Sin dagli Anni 30 il Nibbio, uno scoglio di roccia alto circa 90 metri e situato ai Piani dei Resinelli, ai piedi della Grignetta, è la palestra degli arrampicatori lecchesi e lombardi. Qui i più forti scalatori di ogni generazione hanno lasciato la loro firma, a partire da personaggi mitici come Emilio Comici e Riccardo Cassin.
Oggi tutte le vie del Nibbio sono attrezzate sistematicamente nell’ottica dell’arrampicata sportiva, ma tanto la chiodatura quanto lo stile di scalata sono decisamente esigenti (difficile divertirsi con un livello a vista inferiore al 6c).
Le vie un tempo salite in artificiale oggi offrono una scalata atletica in fessura.

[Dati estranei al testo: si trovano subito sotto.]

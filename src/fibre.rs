//! The fibre: a suspendable task and its promise frame.
//!
//! A [`Fibre`] owns a boxed future (the fibre body) and a promise holding the
//! state the drivers act on: the pending [`Resumption`], a reschedule request,
//! a captured panic, the owned [`FibreId`], priority, debug name, and a
//! pending move to another scheduler. The suspension points in
//! [`suspend`](crate::suspend) write into the promise through a thread-local
//! slot that [`Fibre::resume`] sets for the duration of each poll.

use crate::id::FibreId;
use crate::migrate::PendingMove;
use crate::resumption::{Reschedule, Resume, Resumption};
use std::any::Any;
use std::cell::RefCell;
use std::future::Future;
use std::panic::{catch_unwind, AssertUnwindSafe};
use std::pin::Pin;
use std::sync::{Arc, Mutex, OnceLock};
use std::task::{Context, Poll, Wake, Waker};

/// Shared promise frame of a fibre.
pub(crate) struct FibrePromise {
    /// When the fibre may next resume. Relative time until the driver rewrites
    /// it after the yield.
    pub(crate) resumption: Resumption,
    /// Requeue request set by a reschedule suspension.
    pub(crate) reschedule: Option<Reschedule>,
    /// Payload of a panic raised inside the fibre body.
    pub(crate) panic: Option<Box<dyn Any + Send>>,
    /// The fibre's identity; running bit cleared when the fibre ends.
    pub(crate) id: FibreId,
    /// Current priority level.
    pub(crate) priority: i32,
    /// Debug name, used in driver logs.
    pub(crate) name: String,
    /// Deferred transfer to another scheduler, attempted by the driver after
    /// the next resume.
    pub(crate) pending_move: Option<PendingMove>,
}

type PromiseCell = Arc<Mutex<FibrePromise>>;

thread_local! {
    static ACTIVE_PROMISE: RefCell<Option<PromiseCell>> = const { RefCell::new(None) };
}

/// Restores the previously active promise on drop.
struct ActivePromiseGuard {
    prev: Option<PromiseCell>,
}

impl Drop for ActivePromiseGuard {
    fn drop(&mut self) {
        let prev = self.prev.take();
        ACTIVE_PROMISE.with(|slot| *slot.borrow_mut() = prev);
    }
}

fn set_active_promise(promise: PromiseCell) -> ActivePromiseGuard {
    let prev = ACTIVE_PROMISE.with(|slot| slot.borrow_mut().replace(promise));
    ActivePromiseGuard { prev }
}

/// Runs `f` against the promise of the fibre currently being resumed on this
/// thread. Panics when called outside a fibre body - every suspension point
/// requires a driving scheduler.
pub(crate) fn with_active_promise<R>(f: impl FnOnce(&mut FibrePromise) -> R) -> R {
    let cell = ACTIVE_PROMISE
        .with(|slot| slot.borrow().clone())
        .expect("fibre suspension point used outside a fibre body");
    let mut promise = cell.lock().expect("fibre promise lock poisoned");
    f(&mut promise)
}

/// Renders a panic payload for driver logs.
pub(crate) fn describe_panic(payload: Option<&(dyn Any + Send)>) -> String {
    match payload {
        Some(payload) => {
            if let Some(msg) = payload.downcast_ref::<&str>() {
                (*msg).to_string()
            } else if let Some(msg) = payload.downcast_ref::<String>() {
                msg.clone()
            } else {
                "non-string panic payload".to_string()
            }
        }
        None => "panic payload already taken".to_string(),
    }
}

fn noop_waker() -> Waker {
    struct NoopWake;
    impl Wake for NoopWake {
        fn wake(self: Arc<Self>) {}
    }
    static WAKER: OnceLock<Waker> = OnceLock::new();
    WAKER
        .get_or_init(|| Waker::from(Arc::new(NoopWake)))
        .clone()
}

/// A suspendable task owned by a scheduler.
///
/// Move-only by construction: there is at most one owner, and transferring a
/// fibre between schedulers moves the whole value. A default-constructed
/// fibre is the invalid sentinel queues hand back for cancelled slots.
#[derive(Default)]
pub struct Fibre {
    future: Option<Pin<Box<dyn Future<Output = ()> + Send + 'static>>>,
    promise: Option<PromiseCell>,
    cancelled: bool,
}

impl Fibre {
    /// Wraps a fibre body. The fibre starts suspended; its id is already
    /// allocated and flagged running.
    pub fn new<F>(body: F) -> Self
    where
        F: Future<Output = ()> + Send + 'static,
    {
        let id = FibreId::allocate();
        id.set_running(true);
        let promise = FibrePromise {
            resumption: Resumption::default(),
            reschedule: None,
            panic: None,
            id,
            priority: 0,
            name: String::new(),
            pending_move: None,
        };
        Self {
            future: Some(Box::pin(body)),
            promise: Some(Arc::new(Mutex::new(promise))),
            cancelled: false,
        }
    }

    /// Returns the fibre's id, or an invalid id for the sentinel fibre.
    #[must_use]
    pub fn id(&self) -> FibreId {
        self.with_promise(FibreId::default, |p| p.id.clone())
    }

    /// Returns the debug name.
    #[must_use]
    pub fn name(&self) -> String {
        self.with_promise(String::new, |p| p.name.clone())
    }

    /// Sets the debug name.
    pub fn set_name(&self, name: &str) {
        self.with_promise(|| (), |p| p.name = name.to_string());
    }

    /// Returns the current priority level.
    #[must_use]
    pub fn priority(&self) -> i32 {
        self.with_promise(|| 0, |p| p.priority)
    }

    pub(crate) fn set_priority(&self, priority: i32) {
        self.with_promise(|| (), |p| p.priority = priority);
    }

    /// Returns true when this wrapper holds a fibre (not the sentinel).
    #[must_use]
    pub fn valid(&self) -> bool {
        self.promise.is_some()
    }

    /// True when there is nothing left to resume: sentinel, completed body,
    /// or cancel bit set.
    #[must_use]
    pub fn done(&self) -> bool {
        self.future.is_none() || self.cancelled
    }

    /// Marks the fibre for cancellation; the next [`resume`](Self::resume)
    /// expires it.
    pub fn mark_cancelled(&mut self) {
        self.cancelled = true;
    }

    /// Returns true when the cancel bit is set.
    #[must_use]
    pub fn cancelled(&self) -> bool {
        self.cancelled
    }

    /// Takes the payload of a panic raised inside the fibre body, if any.
    #[must_use]
    pub fn take_panic(&self) -> Option<Box<dyn Any + Send>> {
        self.promise.as_ref().and_then(|cell| {
            cell.lock().expect("fibre promise lock poisoned").panic.take()
        })
    }

    fn with_promise<R>(&self, fallback: impl FnOnce() -> R, f: impl FnOnce(&mut FibrePromise) -> R) -> R {
        match &self.promise {
            Some(cell) => f(&mut cell.lock().expect("fibre promise lock poisoned")),
            None => fallback(),
        }
    }

    fn flag_not_running(&self) {
        self.with_promise(|| (), |p| p.id.set_running(false));
    }

    /// Drives the fibre once against the current epoch time.
    ///
    /// Checks the pending [`Resumption`] first and returns
    /// [`ResumeMode::Sleep`](crate::ResumeMode::Sleep) without polling when it
    /// is unmet. Otherwise polls the body (unless a move is already pending),
    /// captures panics into the promise, attempts any pending move, rewrites a
    /// fresh relative deadline to absolute epoch time, and reports the
    /// disposition to the driver.
    pub fn resume(&mut self, epoch_time_s: f64) -> Resume {
        if self.done() {
            self.flag_not_running();
            return Resume::expire();
        }
        let cell = self
            .promise
            .clone()
            .expect("live fibre without a promise");

        // Evaluate the gate outside the promise lock; conditions are user code.
        let (condition, time_s) = {
            let promise = cell.lock().expect("fibre promise lock poisoned");
            (promise.resumption.condition.clone(), promise.resumption.time_s)
        };
        if let Some(condition) = condition {
            if !condition() && (time_s <= 0.0 || epoch_time_s < time_s) {
                return Resume::sleep();
            }
        } else if epoch_time_s < time_s {
            return Resume::sleep();
        }

        let move_already_pending = {
            let mut promise = cell.lock().expect("fibre promise lock poisoned");
            promise.resumption = Resumption::default();
            promise.pending_move.is_some()
        };

        if !move_already_pending {
            let waker = noop_waker();
            let mut cx = Context::from_waker(&waker);
            let future = self.future.as_mut().expect("checked by done()");
            let guard = set_active_promise(cell.clone());
            let polled = catch_unwind(AssertUnwindSafe(|| future.as_mut().poll(&mut cx)));
            drop(guard);
            match polled {
                Err(payload) => {
                    cell.lock().expect("fibre promise lock poisoned").panic = Some(payload);
                    self.flag_not_running();
                    return Resume::panicked();
                }
                Ok(Poll::Ready(())) => {
                    self.future = None;
                    self.flag_not_running();
                    return Resume::expire();
                }
                Ok(Poll::Pending) => {}
            }
        }

        let pending_move = cell
            .lock()
            .expect("fibre promise lock poisoned")
            .pending_move
            .take();
        if let Some(pending) = pending_move {
            let fibre = std::mem::take(self);
            match pending.attempt(fibre) {
                Ok(()) => return Resume::moved(),
                Err(returned) => {
                    // Target channel full; retry on the next resume.
                    *self = returned;
                    cell.lock().expect("fibre promise lock poisoned").pending_move = Some(pending);
                }
            }
        }

        let mut promise = cell.lock().expect("fibre promise lock poisoned");
        if promise.resumption.time_s > 0.0 {
            promise.resumption.time_s += epoch_time_s;
        }
        Resume::continue_with(promise.reschedule.take())
    }
}

impl Drop for Fibre {
    fn drop(&mut self) {
        // Drop the body before clearing the flag so cleanup guards inside the
        // fibre observe their own fibre as still running.
        self.future = None;
        self.flag_not_running();
    }
}

impl std::fmt::Debug for Fibre {
    fn fmt(&self, f: &mut std::fmt::Formatter<'_>) -> std::fmt::Result {
        f.debug_struct("Fibre")
            .field("id", &self.id())
            .field("priority", &self.priority())
            .field("cancelled", &self.cancelled)
            .field("done", &self.done())
            .finish()
    }
}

Gli itinerari tracciati a partire dagli Anni 80 affrontano invece i muri strapiombanti a tacche. La quota elevata e l’esposizione nord ne fanno lo spot preferito nel territorio lecchese per i mesi più caldi dell’anno.
Le falesie più fresche
Visto che una delle “pecche” del territorio è proprio la carenza di falesie esposte a nord o comunque frequentabili nei periodi più caldi, proponiamo una piccola selezione di luoghi dove poter sopravvivere alla giornata di scalata anche quando la colonnina di mercurio tende ai 30 gradi centigradi e oltre… Del Nibbio, falesia estiva per eccellenza, abbiamo già parlato nel paragrafo precedente, data la sua storicità; non mancano però altri luoghi dove rifugiarsi per trovare un po’ di frescura.
Era Glaciale
Un nome un programma!
Una piccola falesia esposta a nord e situata a 800 metri di quota, facilmente raggiungibile dalla stazione a monte della cabinovia dei Piani di Bobbio, in Valsassina. Si scala su ottima roccia lavorata a buchi, su muri verticali intervallati da piccoli tetti.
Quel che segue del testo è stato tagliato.